→ Exercise: Starting with the first line of the data that follows, transcribe every line verbatim until the line containing "area (default: 0.5)" has been transcribed.

Stored data:
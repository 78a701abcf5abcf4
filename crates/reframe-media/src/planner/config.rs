//! Configuration for the crop planning pipeline.
//!
//! The scoring weights and tolerances here are tuning policy chosen for
//! talking-head footage. They are not derived values.

use std::fmt;
use std::str::FromStr;
use std::time::Duration;

use serde::{Deserialize, Serialize};

/// Weights for ranking candidate subjects in one frame.
#[derive(Debug, Clone, Copy, PartialEq, Serialize, Deserialize)]
pub struct ScoringWeights {
    /// Weight of box area relative to frame area (default: 0.5)
    pub size: f64,
    /// Weight of closeness to frame center (default: 0.3)
    pub center: f64,
    /// Weight of detector confidence (default: 0.2)
    pub confidence: f64,
}

impl Default for ScoringWeights {
    fn default() -> Self {
        Self {
            size: 0.5,
            center: 0.3,
            confidence: 0.2,
        }
    }
}

/// Smoothing strategy applied to sampled positions.
#[derive(Debug, Clone, Copy, PartialEq, Eq, Hash, Serialize, Deserialize, Default)]
#[serde(rename_all = "snake_case")]
pub enum SmootherKind {
    /// Centered moving average with edge correction
    #[default]
    MovingAverage,
    /// Causal single-state recursive filter
    Recursive,
}

impl SmootherKind {
    pub fn as_str(&self) -> &'static str {
        match self {
            SmootherKind::MovingAverage => "moving_average",
            SmootherKind::Recursive => "recursive",
        }
    }
}

impl fmt::Display for SmootherKind {
    fn fmt(&self, f: &mut fmt::Formatter<'_>) -> fmt::Result {
        write!(f, "{}", self.as_str())
    }
}

impl FromStr for SmootherKind {
    type Err = String;

    fn from_str(s: &str) -> Result<Self, Self::Err> {
        match s.trim().to_lowercase().as_str() {
            "moving_average" | "moving-average" | "average" => Ok(SmootherKind::MovingAverage),
            "recursive" | "kalman" => Ok(SmootherKind::Recursive),
            other => Err(format!("Unknown smoother: {}", other)),
        }
    }
}

/// Whether a request covers a whole file or a sub-clip.
#[derive(Debug, Clone, Copy, PartialEq, Eq, Serialize, Deserialize)]
#[serde(rename_all = "snake_case")]
pub enum AnalysisScope {
    WholeVideo,
    Clip,
}

/// Configuration for the crop planner.
#[derive(Debug, Clone, Serialize, Deserialize)]
pub struct PlannerConfig {
    // === Aspect ===
    /// Relative aspect deviation treated as already matching (default: 0.15)
    pub aspect_tolerance: f64,

    // === Sampling ===
    /// Run detection on every Nth frame (default: 5)
    pub sample_rate: u64,

    /// Maximum detector calls in flight per request (default: 4)
    pub detect_concurrency: usize,

    /// Height frames are decoded at for detection (default: 360)
    pub analysis_height: u32,

    /// Abort sampling after this long (default: none)
    #[serde(with = "optional_secs")]
    pub sampling_timeout: Option<Duration>,

    // === Scoring ===
    pub scoring: ScoringWeights,

    // === Smoothing ===
    pub smoother: SmootherKind,

    /// Moving-average window for whole-video analysis (default: 15)
    pub analysis_window: usize,

    /// Moving-average window for clip extraction (default: 30)
    pub clip_window: usize,

    /// Recursive filter process variance (default: 1e-5)
    pub process_variance: f64,

    /// Recursive filter measurement variance (default: 1e-1)
    pub measurement_variance: f64,
}

impl Default for PlannerConfig {
    fn default() -> Self {
        Self {
            aspect_tolerance: 0.15,
            sample_rate: 5,
            detect_concurrency: 4,
            analysis_height: 360,
            sampling_timeout: None,
            scoring: ScoringWeights::default(),
            smoother: SmootherKind::MovingAverage,
            analysis_window: 15,
            clip_window: 30,
            process_variance: 1e-5,
            measurement_variance: 1e-1,
        }
    }
}

impl PlannerConfig {
    /// Moving-average window for a request scope.
    pub fn window_for(&self, scope: AnalysisScope) -> usize {
        match scope {
            AnalysisScope::WholeVideo => self.analysis_window,
            AnalysisScope::Clip => self.clip_window,
        }
    }

    /// Sampling stride, never zero.
    pub fn stride(&self) -> u64 {
        self.sample_rate.max(1)
    }
}

mod optional_secs {
    use std::time::Duration;

    use serde::{Deserialize, Deserializer, Serializer};

    pub fn serialize<S: Serializer>(value: &Option<Duration>, s: S) -> Result<S::Ok, S::Error> {
        match value {
            Some(d) => s.serialize_some(&d.as_secs_f64()),
            None => s.serialize_none(),
        }
    }

    pub fn deserialize<'de, D: Deserializer<'de>>(d: D) -> Result<Option<Duration>, D::Error> {
        let secs = Option::<f64>::deserialize(d)?;
        Ok(secs.filter(|s| *s > 0.0).map(Duration::from_secs_f64))
    }
}

#[cfg(test)]
mod tests {
    use super::*;

    #[test]
    fn test_defaults() {
        let config = PlannerConfig::default();
        assert_eq!(config.sample_rate, 5);
        assert_eq!(config.window_for(AnalysisScope::WholeVideo), 15);
        assert_eq!(config.window_for(AnalysisScope::Clip), 30);
        assert_eq!(config.scoring, ScoringWeights::default());
        assert!((config.aspect_tolerance - 0.15).abs() < 1e-12);
    }

    #[test]
    fn test_zero_sample_rate_clamped() {
        let config = PlannerConfig {
            sample_rate: 0,
            ..Default::default()
        };
        assert_eq!(config.stride(), 1);
    }

    #[test]
    fn test_smoother_kind_parse() {
        assert_eq!(
            "recursive".parse::<SmootherKind>().unwrap(),
            SmootherKind::Recursive
        );
        assert_eq!(
            "moving_average".parse::<SmootherKind>().unwrap(),
            SmootherKind::MovingAverage
        );
        assert!("median".parse::<SmootherKind>().is_err());
    }

    #[test]
    fn test_config_serde_timeout() {
        let config = PlannerConfig {
            sampling_timeout: Some(Duration::from_secs(90)),
            ..Default::default()
        };
        let json = serde_json::to_string(&config).unwrap();
        let back: PlannerConfig = serde_json::from_str(&json).unwrap();
        assert_eq!(back.sampling_timeout, Some(Duration::from_secs(90)));
    }
}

→ Answer to this task:
repository 78a701abcf5abcf4
filename crates/reframe-media/src/planner/config.rs
//! Configuration for the crop planning pipeline.
//!
//! The scoring weights and tolerances here are tuning policy chosen for
//! talking-head footage. They are not derived values.

use std::fmt;
use std::str::FromStr;
use std::time::Duration;

use serde::{Deserialize, Serialize};

/// Weights for ranking candidate subjects in one frame.
#[derive(Debug, Clone, Copy, PartialEq, Serialize, Deserialize)]
pub struct ScoringWeights {
    /// Weight of box area relative to frame area (default: 0.5)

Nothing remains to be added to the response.